The library's Summer Reading Program for school-age children will begin on Thursday, July 11th at 10:30 a.m. and will continue on Thursday mornings on July 18th, 25th, August 1st and 8th. There will be fun, prizes, crafts and lots of reading. Children may sign up at the circulation desk at the library. We will also be holding Pre-School Story Hours this summer. These will be on Tuesday mornings, July 9th, 16th, 23rd, 30th and August 6th. The library wants to be the "summer place to be" for children of all ages in the community.
Thanks to Bob Hasagawa for the beautiful hanging plants that make the library porch look even more beautiful this summer.
Remember that you can order any of the books mentioned in this column simply by clicking on the title and completing the order form at our website version of each week's Morrisville Library News column . The library's website can be found at www.midyork.org/morrisville.
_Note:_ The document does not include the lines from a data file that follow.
//! Tests for slash-path helpers.

use crate::source::{base_name, clean_path, join_path, to_slash, volume_name};

#[test]
fn to_slash_replaces_backslashes() {
    assert_eq!(to_slash("a\\b\\c"), "a/b/c");
    assert_eq!(to_slash("a/b"), "a/b");
}

#[test]
fn volume_name_detects_drives_and_unc() {
    assert_eq!(volume_name("C:/x"), "C:");
    assert_eq!(volume_name("c:"), "c:");
    assert_eq!(volume_name("//host/share/f"), "//host/share");
    assert_eq!(volume_name("//host/share"), "//host/share");
    assert_eq!(volume_name("//host"), "");
    assert_eq!(volume_name("///x/y"), "");
    assert_eq!(volume_name("/abs/path"), "");
    assert_eq!(volume_name("rel/path"), "");
    assert_eq!(volume_name("https://example.com"), "");
}

#[test]
fn clean_path_simplifies() {
    assert_eq!(clean_path(""), ".");
    assert_eq!(clean_path("./"), ".");
    assert_eq!(clean_path("a/b/../c/"), "a/c");
    assert_eq!(clean_path("a//b"), "a/b");
    assert_eq!(clean_path("/../a"), "/a");
    assert_eq!(clean_path("../a"), "../a");
    assert_eq!(clean_path("/"), "/");
}

#[test]
fn join_path_cleans() {
    assert_eq!(join_path("tpl", "a.txt"), "tpl/a.txt");
    assert_eq!(join_path("tpl/", "a.txt"), "tpl/a.txt");
    assert_eq!(join_path("", "a.txt"), "a.txt");
    assert_eq!(join_path("tpl", ""), "tpl");
}

#[test]
fn base_name_returns_last_element() {
    assert_eq!(base_name("a/b.json"), "b.json");
    assert_eq!(base_name("b.json"), "b.json");
    assert_eq!(base_name("dir/"), "dir");
    assert_eq!(base_name(""), ".");
    assert_eq!(base_name("/"), "/");
}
Harry Potter fans take notice! The VHS and DVD versions of Harry Potter and the Sorcerer's Stone are now available at the library.
On the New Books cart this week are several new titles, among them Girl from the South by Joanna Trollope. In this novel, a young woman from South Carolina goes to London where she meets a young man who comes to her home in South Carolina for a visit. The contrast of the two cultures makes the adventures and romances even more interesting. A Thousand Country Roads: An Epilogue to the Bridges of Madison County by Robert Waller brings to a moving conclusion his story of the love affair between a wandering photographer and the conventional wife of an Iowa farmer. Confessions of a Sociopath Social Climber: The Katya Livingston Chronicles by Adele Lang is the dryly humorous, private account of Katya's expenses, but rapidly becomes, through her chronic delusions of grandeur, and candid tales of putting up with loser friends, mortal enemies, thoroughly bad restaurants and of her love life, an outrageously funny book.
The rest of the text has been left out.